Wednesday August 8, 2018   |
Brown Thrashers are secretive birds and the best singers in “The World.”

Last Friday, my dear friend Jennifer invited me to her ranch southwest of Bismarck where we enjoyed a fun evening relaxing at the edge of the Heart River breaks, one of the prettiest mixes of prairie hills carved by wooded coulees leading to the Heart River. When I was first introduced to this location as a college student, it was known as “The World,” a special place to visit in the wildlands of Dakota.

Jenny and I shared frosty Coronas on the lawn overlooking The World and talked of life and love and politics while identifying all the birds in her world. Jen knew all the species, and because we were west of the Missouri River, there were a number of the western species I don’t see 100 miles to the east. Such western birds as Spotted Towhees, Say’s Phoebes and Red-shafted Northern Flickers, along with favorites of Jennifer’s including Brown Thrashers, American Goldfinches, House Wrens, Lark Sparrows, Eastern Kingbirds, Mourning Doves, a couple migrating Red-eyed Vireos and a soaring Red-tailed Hawk. We watched a Common Nighthawk as it took flight repeatedly, and I was surprised to see it land in a tree, which is rare; well, actually unheard of, in my neighborhood. We even saw both east and west deer – White-tails and Mule Deer – with fawns.

It was a perfect summer evening with an occasional wisp of wind stirring the super-fresh air, clear blue sky and blissful solitude spiced by bird songs. Jennifer and I are generally more active – hiking cross the hills and coulees in search of wildlife over the next hill. But “stationary birding” was definitely the best way to absorb the peaceful excitement of that beautiful evening.

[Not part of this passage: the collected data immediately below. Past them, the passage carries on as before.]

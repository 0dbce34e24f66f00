use bloom::ScalableBloomFilter;
use segment::{Segment, SegmentWriter};
use std::fs::{self, OpenOptions};
use std::path::Path;

use crate::Options;

/// Read-write options for tests (the default option set is read-only).
pub fn rw() -> Options {
    Options {
        read_only: false,
        use_compression: false,
        sync_write: false,
    }
}

/// Writes a complete segment triple directly into `dir`, bypassing the
/// engine's flush threshold. Records must be sorted by key; values are raw
/// bytes (pass [`crate::TOMBSTONE`] for a logical delete).
pub fn plant_segment(dir: &Path, id: &str, records: &[(&[u8], &[u8])]) {
    fs::create_dir_all(dir).unwrap();
    let open = |ext: &str| {
        OpenOptions::new()
            .create(true)
            .append(true)
            .open(dir.join(format!("{}.{}", id, ext)))
            .unwrap()
    };
    let seg = Segment::new(
        id.to_string(),
        open("data"),
        open("meta"),
        open("filter"),
    );
    let mut writer = SegmentWriter::new(seg, false);

    let mut filter = ScalableBloomFilter::new(0.0001);
    for (key, _) in records {
        filter.add(key);
    }
    filter.write_to(writer.filter_file()).unwrap();

    for (key, value) in records {
        writer.set(key, value).unwrap();
    }
    writer.close().unwrap();
}

/// Counts files in `dir` with the given extension.
pub fn count_files_with_ext(dir: &Path, ext: &str) -> usize {
    fs::read_dir(dir)
        .unwrap()
        .filter_map(|e| e.ok())
        .filter(|e| {
            e.path()
                .extension()
                .and_then(|s| s.to_str())
                .map(|x| x == ext)
                .unwrap_or(false)
        })
        .count()
}

/// Counts complete segment triples in `dir`.
pub fn count_segments(dir: &Path) -> usize {
    count_files_with_ext(dir, "data")
}
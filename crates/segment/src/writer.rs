//! Produces one segment: data blocks, meta file, and the running key index.

use std::fs::File;
use std::io::{BufWriter, Write};

use crate::format::{
    encode_block_info, encode_footer, put_uvarint, BlockInfo, KeyIndexEntry, BLOCK_SIZE,
};
use crate::{Result, Segment, SegmentError};

/// Writes the data and meta files of a fresh segment.
///
/// Records must arrive in ascending key order (they come from an in-order
/// memtable traversal or a merging iterator, both sorted). `set` encodes
/// each record into the pending block buffer and cuts a block whenever the
/// buffer reaches [`BLOCK_SIZE`]; `close` flushes the final block and lays
/// down the meta file.
///
/// The first error poisons the writer: every later call returns
/// [`SegmentError::Poisoned`]. Value bytes are never retained beyond the
/// current block buffer; keys are retained in the key index until `close`.
pub struct SegmentWriter {
    id: String,
    data: BufWriter<File>,
    meta: BufWriter<File>,
    filter: File,
    buf: Vec<u8>,
    key_index: Vec<KeyIndexEntry>,
    blocks: Vec<BlockInfo>,
    /// Bytes written to the data file so far.
    offset: u64,
    /// Running total of raw key+value bytes (length prefixes excluded).
    key_offset: u64,
    /// Records in the pending block buffer.
    entries_in_block: usize,
    /// Latent hook: when set, block bytes would be compressed in
    /// `finish_block` and `BlockInfo.length` would record the compressed
    /// size. No current code path compresses.
    #[allow(dead_code)]
    compress: bool,
    poisoned: bool,
    closed: bool,
}

impl SegmentWriter {
    #[must_use]
    pub fn new(segment: Segment, compress: bool) -> Self {
        let Segment {
            id,
            data,
            meta,
            filter,
        } = segment;
        Self {
            id,
            data: BufWriter::new(data),
            meta: BufWriter::new(meta),
            filter,
            buf: Vec::with_capacity(BLOCK_SIZE * 2),
            key_index: Vec::new(),
            blocks: Vec::new(),
            offset: 0,
            key_offset: 0,
            entries_in_block: 0,
            compress,
            poisoned: false,
            closed: false,
        }
    }

    /// The segment's timestamp id.
    #[must_use]
    pub fn id(&self) -> &str {
        &self.id
    }

    /// The filter file of the segment under construction. The engine
    /// serializes the Bloom filter through this handle.
    pub fn filter_file(&mut self) -> &mut File {
        &mut self.filter
    }

    /// Appends one record.
    pub fn set(&mut self, key: &[u8], value: &[u8]) -> Result<()> {
        if self.poisoned {
            return Err(SegmentError::Poisoned);
        }
        if self.closed {
            return Err(SegmentError::Format("writer already closed".into()));
        }

        self.key_index.push(KeyIndexEntry {
            key: key.to_vec(),
            key_offset: self.key_offset,
        });
        self.key_offset += (key.len() + value.len()) as u64;

        put_uvarint(&mut self.buf, key.len() as u64);
        put_uvarint(&mut self.buf, value.len() as u64);
        self.buf.extend_from_slice(key);
        self.buf.extend_from_slice(value);
        self.entries_in_block += 1;

        if self.buf.len() >= BLOCK_SIZE {
            if let Err(e) = self.finish_block() {
                self.poisoned = true;
                return Err(e);
            }
        }
        Ok(())
    }

    /// Flushes the final block, writes the meta file (key index, block
    /// info, footer) and flushes both files. The file handles close when
    /// the writer is dropped.
    pub fn close(&mut self) -> Result<()> {
        if self.poisoned {
            return Err(SegmentError::Poisoned);
        }
        if self.closed {
            return Ok(());
        }
        if let Err(e) = self.try_close() {
            self.poisoned = true;
            return Err(e);
        }
        self.closed = true;
        Ok(())
    }

    fn try_close(&mut self) -> Result<()> {
        // A trailing partial block, or a single empty block for a segment
        // that never saw a record.
        if self.entries_in_block > 0 || self.key_index.is_empty() {
            self.finish_block()?;
        }

        let encoded = bincode::serialize(&self.key_index)
            .map_err(|e| SegmentError::Format(format!("key index encode: {}", e)))?;
        self.meta.write_all(&encoded)?;
        let n = encoded.len() as u64;

        let mut tail = Vec::with_capacity(self.blocks.len() * 4);
        for bi in &self.blocks {
            encode_block_info(&mut tail, *bi);
        }
        self.meta.write_all(&tail)?;

        let footer = encode_footer(n)
            .ok_or_else(|| SegmentError::Format("key index too large for footer".into()))?;
        self.meta.write_all(&footer)?;

        self.data.flush()?;
        self.meta.flush()?;
        Ok(())
    }

    fn finish_block(&mut self) -> Result<()> {
        self.data.write_all(&self.buf)?;
        self.blocks.push(BlockInfo {
            start: self.offset,
            length: self.buf.len() as u64,
        });
        self.offset += self.buf.len() as u64;
        self.buf.clear();
        self.entries_in_block = 0;
        Ok(())
    }
}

Birders have been enjoying stationary birding for – well, forever. Whether it’s on a porch or deck, or from an easy chair near a living room window, stationary birding is a part of our weekly birding lifestyles. Same during a recess to a family cabin or beach rental, stationary birding is part of any outing. Even at work, and especially from a breakroom window at the office or manufacturing plant or street-front business, sometimes it’s nice to take a break and see the birds go by . . . not all birding must be activity-based.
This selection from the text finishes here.